The anonymous hand. The careful wording. The accusation of murder. The mention of Hawthorne Hollow.
It had arrived the very day Charlotte Westbrook entered his household.
Edward turned away before she could read the shift in his expression.
“That is an extraordinary claim,” he said quietly.
“I know,” she replied. “I would not have believed him, had he not spoken with such certainty. He said there were … inconsistencies. That something was taken from the wreckage. A medallion.” She swallowed. “I do not know what to think.”
Edward closed his eyes briefly.
Someone knew she was here. Someone had knownexactlywhen she arrived.
And worse—someone wanted him to know.
William Armitage had never been a man of idle curiosity. Nor of kindness.
Charlotte glanced at him, searching his face. “I am sorry,” she said again. “For lying to you. For bringing this trouble into your house.”
Something in her tone—resigned, small—cut deeper than any accusation.
Edward exhaled slowly. “I understand the impulse to leave the past behind,” he said at last. “Especially when it has taken everything from you.”
Her eyes lifted then, startled by the gentleness in his voice.
“I am still … angry,” he added honestly. “But I am not without sympathy.”
Her shoulders eased a fraction.
He hesitated, then asked, “How do you know my cousin?”
The tension returned at once.
She drew a breath. “We were meant to be engaged.”
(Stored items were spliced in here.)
// This file is part of QuadSim.
//
// QuadSim is free software: you can redistribute it and/or modify
// it under the terms of the GNU General Public License as published by
// the Free Software Foundation, either version 3 of the License, or
// (at your option) any later version.
//
// QuadSim is distributed in the hope that it will be useful,
// but WITHOUT ANY WARRANTY; without even the implied warranty of
// MERCHANTABILITY or FITNESS FOR A PARTICULAR PURPOSE.  See the
// GNU General Public License for more details.
//
// You should have received a copy of the GNU General Public License
// along with QuadSim.  If not, see <http://www.gnu.org/licenses/>.
//! The physical description of the vehicle: mass properties, rotor
//! coefficients, and the single motor table that both the forward
//! actuation map here and the mixer's inverse are derived from.
use nalgebra::Vector3;
use physical_constants::STANDARD_GRAVITY;

/// Where a rotor sits relative to the roll and pitch axes and which way it
/// spins. Each sign is -1, 0 or +1.
#[derive(Clone, Copy, Debug, PartialEq)]
pub struct MotorArm {
    pub roll: f64,
    pub pitch: f64,
    pub spin: f64,
}

/// Motor index assignment.
///
///   0: pitch arm, negative side, spins against +yaw
///   1: roll arm, negative side, spins with +yaw
///   2: pitch arm, positive side, spins against +yaw
///   3: roll arm, positive side, spins with +yaw
///
/// So tau_roll = L * (T3 - T1), tau_pitch = L * (T2 - T0) and
/// tau_yaw = (Q1 + Q3) - (Q0 + Q2).
pub const MOTOR_ARMS: [MotorArm; 4] = [
    MotorArm {
        roll: 0.,
        pitch: -1.,
        spin: -1.,
    },
    MotorArm {
        roll: -1.,
        pitch: 0.,
        spin: 1.,
    },
    MotorArm {
        roll: 0.,
        pitch: 1.,
        spin: -1.,
    },
    MotorArm {
        roll: 1.,
        pitch: 0.,
        spin: 1.,
    },
];

/// Squared rotor angular velocities, in rad^2/s^2.
///
/// The squared form is what both the mixer produces and the dynamics
/// consume, so no square roots are taken inside the simulation loop.
#[derive(Clone, Copy, Debug, Default, PartialEq)]
pub struct MotorSpeeds([f64; 4]);

impl MotorSpeeds {
    pub fn from_squared(squared: [f64; 4]) -> Self {
        debug_assert!(!squared.iter().any(|w| *w < 0.), "negative motor speed");
        Self(squared)
    }

    /// Build from rotor angular velocities in rad/s.
    pub fn from_angular(omega: [f64; 4]) -> Self {
        Self(omega.map(|w| w * w))
    }

    pub fn squared(&self) -> &[f64; 4] {
        &self.0
    }

    pub fn angular(&self) -> [f64; 4] {
        self.0.map(f64::sqrt)
    }
}

/// Collective thrust along body +z and the body torques, in N and N*m.
#[derive(Clone, Copy, Debug, Default, PartialEq)]
pub struct Wrench {
    pub thrust: f64,
    pub torque: Vector3<f64>,
}

impl Wrench {
    pub fn new(thrust: f64, roll: f64, pitch: f64, yaw: f64) -> Self {
        Self {
            thrust,
            torque: Vector3::new(roll, pitch, yaw),
        }
    }

    pub fn roll(&self) -> f64 {
        self.torque.x
    }

    pub fn pitch(&self) -> f64 {
        self.torque.y
    }

    pub fn yaw(&self) -> f64 {
        self.torque.z
    }
}

#[derive(Clone, Debug, PartialEq)]
pub struct VehicleConfig {
    /// kg
    pub mass: f64,

    /// m/s^2
    pub gravity: f64,

    /// Principal moments (Ixx, Iyy, Izz) in kg*m^2; products of inertia are
    /// assumed to be zero.
    pub inertia: Vector3<f64>,

    /// Distance from the center of mass to each rotor, m.
    pub arm_length: f64,

    /// kF: thrust per squared rad/s.
    pub thrust_coefficient: f64,

    /// kM: reaction torque per squared rad/s.
    pub drag_coefficient: f64,

    /// Collective thrust at full throttle in piloted mode, N.
    pub max_thrust: f64,
}

impl Default for VehicleConfig {
    fn default() -> Self {
        Self {
            mass: 1.0,
            gravity: STANDARD_GRAVITY,
            inertia: Vector3::new(0.01, 0.01, 0.02),
            arm_length: 0.25,
            thrust_coefficient: 8.875e-6,
            drag_coefficient: 1.203e-7,
            max_thrust: 30.0,
        }
    }
}

impl VehicleConfig {
    pub fn weight(&self) -> f64 {
        self.mass * self.gravity
    }

    pub fn ixx(&self) -> f64 {
        self.inertia.x
    }

    pub fn iyy(&self) -> f64 {
        self.inertia.y
    }

    pub fn izz(&self) -> f64 {
        self.inertia.z
    }

    /// Thrust of a single rotor given its squared speed.
    pub fn motor_thrust(&self, speed_squared: f64) -> f64 {
        self.thrust_coefficient * speed_squared
    }

    /// Reaction torque of a single rotor given its squared speed.
    pub fn motor_torque(&self, speed_squared: f64) -> f64 {
        self.drag_coefficient * speed_squared
    }

    /// Rotor speed in rad/s at which four equal rotors carry the weight.
    pub fn hover_speed(&self) -> f64 {
        (self.weight() / (4. * self.thrust_coefficient)).sqrt()
    }

    /// Forward actuation map: what the rotors actually produce.
    pub fn wrench(&self, speeds: &MotorSpeeds) -> Wrench {
        let mut thrust = 0.;
        let mut torque = Vector3::zeros();
        for (arm, &w2) in MOTOR_ARMS.iter().zip(speeds.squared()) {
            let t = self.motor_thrust(w2);
            thrust += t;
            torque.x += arm.roll * self.arm_length * t;
            torque.y += arm.pitch * self.arm_length * t;
            torque.z += arm.spin * self.motor_torque(w2);
        }
        Wrench { thrust, torque }
    }
}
The words struck harder than he expected.
A sharp, unreasonable surge of jealousy flared through him—white-hot and unwelcome. Edward clenched his jaw, forcing it down.
“He called upon my parents several times,” she continued quietly. “There were discussions. Plans. But nothing more.” She shook her head faintly. “When my father’s business arrangement with him failed, he stopped coming. I had not heard from him since before the accident.”
Edward’s unease deepened.
“I have never trusted William,” he said flatly. “Not in business. Not in character.”
Her gaze switched to him, something like relief flickering there.
“I will see this investigated,” Edward went on. “But until I know more, I want you to be cautious.”
He reached toward her instinctively—then stopped himself, his hand hovering uselessly in the air before he drew it back.
“If he contacts you again,” he said firmly, “or attempts to come to Ashford, you will come to me at once. Do you understand?”